Task prompt
Please return every line of the records below that holds the word "TextDelta".

Provided entries
==================================================
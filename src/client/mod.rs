//! Agent REST client.
//!
//! # Example
//! ```no_run
//! use cortex_agent::client::AgentClient;
//!
//! # async fn example() -> cortex_agent::error::Result<()> {
//! let client = AgentClient::from_pat("RESORT_EXECUTIVE", "SKI_RESORT_DB", "AGENTS", "xy12345", "my-pat");
//! let result = client.ask("What is total revenue?").await?;
//! println!("{}", result.text);
//! # Ok(())
//! # }
//! ```

pub mod http;

use std::fmt;
use std::path::Path;
use std::sync::Arc;
use std::time::Instant;

use futures::stream::BoxStream;
use futures::StreamExt;
use tracing::debug;

use crate::auth::{ContainerToken, KeyPairJwt, PatToken, SessionHandle, SessionToken, TokenProvider};
use crate::config::{AgentConfig, ClientSettings};
use crate::context::ConversationContext;
use crate::decoder::{
    decode_line, DecoderState, Flow, LineBuffer, LineOutcome, ProgressCallback, StreamDecoder,
    StreamEvent,
};
use crate::error::{AgentError, Result};
use crate::types::{AgentResult, Message, RunRequest};
use crate::util::timeout::with_timeout;

/// Client for one agent.
///
/// Never retries: asking a question is not assumed to be idempotent.
#[derive(Clone)]
pub struct AgentClient {
    config: AgentConfig,
    endpoint: String,
    provider: Arc<dyn TokenProvider>,
    http: reqwest::Client,
}

impl fmt::Debug for AgentClient {
    fn fmt(&self, f: &mut fmt::Formatter<'_>) -> fmt::Result {
        f.debug_struct("AgentClient")
            .field("config", &self.config)
            .field("endpoint", &self.endpoint)
            .field("provider", &"..")
            .finish()
    }
}

impl AgentClient {
    pub fn new(config: AgentConfig, provider: Arc<dyn TokenProvider>) -> Self {
        Self {
            endpoint: config.endpoint(),
            config,
            provider,
            http: http::shared_client().clone(),
        }
    }

    pub fn with_http_client(mut self, http: reqwest::Client) -> Self {
        self.http = http;
        self
    }

    /// Personal access token authentication.
    pub fn from_pat(
        agent_name: &str,
        database: &str,
        schema: &str,
        account: &str,
        pat: &str,
    ) -> Self {
        Self::with_provider(agent_name, database, schema, Arc::new(PatToken::new(account, pat)))
    }

    /// Key-pair (JWT) authentication from a PEM private key file.
    pub fn from_key_pair(
        agent_name: &str,
        database: &str,
        schema: &str,
        account: &str,
        user: &str,
        private_key_path: impl AsRef<Path>,
    ) -> Result<Self> {
        let provider = KeyPairJwt::from_pem_file(account, user, private_key_path)?;
        Ok(Self::with_provider(agent_name, database, schema, Arc::new(provider)))
    }

    /// Runtime-mounted token; fails outside a container runtime.
    pub fn from_container(agent_name: &str, database: &str, schema: &str) -> Result<Self> {
        let provider = ContainerToken::from_env()?;
        Ok(Self::with_provider(agent_name, database, schema, Arc::new(provider)))
    }

    /// Token borrowed from a live session. Database and schema default to the
    /// session's current ones.
    pub fn from_session(
        session: Arc<dyn SessionHandle>,
        agent_name: &str,
        database: Option<&str>,
        schema: Option<&str>,
    ) -> Result<Self> {
        let database = match database {
            Some(db) => db.to_string(),
            None => session.current_database().ok_or_else(|| {
                AgentError::Configuration("no database given and session has none".to_string())
            })?,
        };
        let schema = match schema {
            Some(schema) => schema.to_string(),
            None => session.current_schema().ok_or_else(|| {
                AgentError::Configuration("no schema given and session has none".to_string())
            })?,
        };
        let provider = SessionToken::new(session)?;
        Ok(Self::with_provider(agent_name, &database, &schema, Arc::new(provider)))
    }

    pub fn from_settings(settings: &ClientSettings) -> Result<Self> {
        let provider = settings.token_provider()?;
        let config = settings.agent_config(provider.as_ref())?;
        Ok(Self::new(config, provider))
    }

    /// Build from environment variables (see [`ClientSettings`]).
    pub fn from_env() -> Result<Self> {
        Self::from_settings(&ClientSettings::from_env()?)
    }

    fn with_provider(
        agent_name: &str,
        database: &str,
        schema: &str,
        provider: Arc<dyn TokenProvider>,
    ) -> Self {
        let config = AgentConfig::new(database, schema, agent_name, provider.host());
        Self::new(config, provider)
    }

    pub fn config(&self) -> &AgentConfig {
        &self.config
    }

    pub fn endpoint(&self) -> &str {
        &self.endpoint
    }

    /// Prior history followed by the new user turn.
    pub fn build_messages(question: &str, history: &[Message]) -> Result<Vec<Message>> {
        if question.trim().is_empty() {
            return Err(AgentError::InvalidArgument("question is empty".to_string()));
        }
        let mut messages = Vec::with_capacity(history.len() + 1);
        messages.extend_from_slice(history);
        messages.push(Message::user(question));
        Ok(messages)
    }

    /// Ask a single-turn question.
    pub async fn ask(&self, question: &str) -> Result<AgentResult> {
        self.run(question, &[], StreamDecoder::new()).await
    }

    pub async fn ask_with_history(&self, question: &str, history: &[Message]) -> Result<AgentResult> {
        self.run(question, history, StreamDecoder::new()).await
    }

    /// Like [`ask_with_history`](Self::ask_with_history), reporting status
    /// messages as they stream. Repeated identical statuses are reported once.
    pub async fn ask_with_progress(
        &self,
        question: &str,
        history: &[Message],
        progress: ProgressCallback,
    ) -> Result<AgentResult> {
        self.run(question, history, StreamDecoder::with_progress(progress))
            .await
    }

    /// Only the answer text.
    pub async fn ask_text(&self, question: &str) -> Result<String> {
        Ok(self.ask(question).await?.text)
    }

    /// Ask within a conversation thread.
    ///
    /// Uses the thread's history and, when the answer has usable content,
    /// records the question and answer for the next turn.
    pub async fn ask_in_thread(
        &self,
        context: &ConversationContext,
        thread_id: &str,
        question: &str,
    ) -> Result<AgentResult> {
        let history = context.get_history(thread_id);
        let result = self.ask_with_history(question, &history).await?;
        if result.has_content() {
            context.record_turn(thread_id, question, result.text.as_str());
        }
        Ok(result)
    }

    /// Stream answer text as it arrives.
    ///
    /// Only `response.text.delta` chunks are yielded; whole `response.text`
    /// blocks repeat text already streamed.
    ///
    /// The stream ends at `[DONE]` or when the body closes, and cannot be
    /// restarted. Dropping it closes the connection.
    pub async fn stream(&self, question: &str) -> Result<BoxStream<'static, Result<String>>> {
        let messages = Self::build_messages(question, &[])?;
        let response = with_timeout(self.config.timeout, self.send(&messages)).await?;
        let timeout_ms = self.timeout_ms();
        let body = response.bytes_stream();

        let stream = async_stream::stream! {
            let mut lines = LineBuffer::new();
            let mut state = DecoderState::default();
            futures::pin_mut!(body);

            while let Some(chunk) = body.next().await {
                let chunk = match chunk {
                    Ok(c) => c,
                    Err(e) => {
                        yield Err(http::transport_error(e, timeout_ms));
                        return;
                    }
                };
                for line in lines.push(&chunk) {
                    let (next, outcome) = decode_line(state, &line);
                    state = next;
                    match outcome {
                        LineOutcome::Frame { event, payload } => {
                            if let StreamEvent::TextDelta { text } =
                                StreamEvent::classify(event.as_deref(), &payload)
                            {
                                yield Ok(text);
                            }
                        }
                        LineOutcome::Done => return,
                        LineOutcome::Malformed { .. } | LineOutcome::Ignored => {}
                    }
                }
            }

            if let Some(tail) = lines.finish() {
                if let (_, LineOutcome::Frame { event, payload }) = decode_line(state, &tail) {
                    if let StreamEvent::TextDelta { text } =
                        StreamEvent::classify(event.as_deref(), &payload)
                    {
                        yield Ok(text);
                    }
                }
            }
        };

        Ok(Box::pin(stream))
    }

    async fn run(
        &self,
        question: &str,
        history: &[Message],
        mut decoder: StreamDecoder,
    ) -> Result<AgentResult> {
        let messages = Self::build_messages(question, history)?;
        let started = Instant::now();
        let timeout_ms = self.timeout_ms();

        let mut result = with_timeout(self.config.timeout, async {
            let response = self.send(&messages).await?;
            let mut body = response.bytes_stream();
            while let Some(chunk) = body.next().await {
                let chunk = chunk.map_err(|e| http::transport_error(e, timeout_ms))?;
                if decoder.feed(&chunk) == Flow::Done {
                    break;
                }
            }
            Ok::<_, AgentError>(decoder.finish())
        })
        .await?;

        result.duration = started.elapsed();
        debug!(
            agent = %self.config.agent_name,
            duration_ms = result.duration.as_millis() as u64,
            events = result.raw_events.len(),
            text_chars = result.text.chars().count(),
            has_sql = result.has_sql(),
            "Agent call finished"
        );
        Ok(result)
    }

    async fn send(&self, messages: &[Message]) -> Result<reqwest::Response> {
        debug!(endpoint = %self.endpoint, messages = messages.len(), "Agent call started");
        let headers = http::agent_headers(self.provider.as_ref())?;
        let response = self
            .http
            .post(&self.endpoint)
            .headers(headers)
            .timeout(self.config.timeout)
            .json(&RunRequest { messages })
            .send()
            .await
            .map_err(|e| http::transport_error(e, self.timeout_ms()))?;
        debug!(status = response.status().as_u16(), "Agent responded");
        http::check_status(response).await
    }

    fn timeout_ms(&self) -> u64 {
        self.config.timeout.as_millis() as u64
    }
}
==================================================
Expected output
                            if let StreamEvent::TextDelta { text } =
                    if let StreamEvent::TextDelta { text } =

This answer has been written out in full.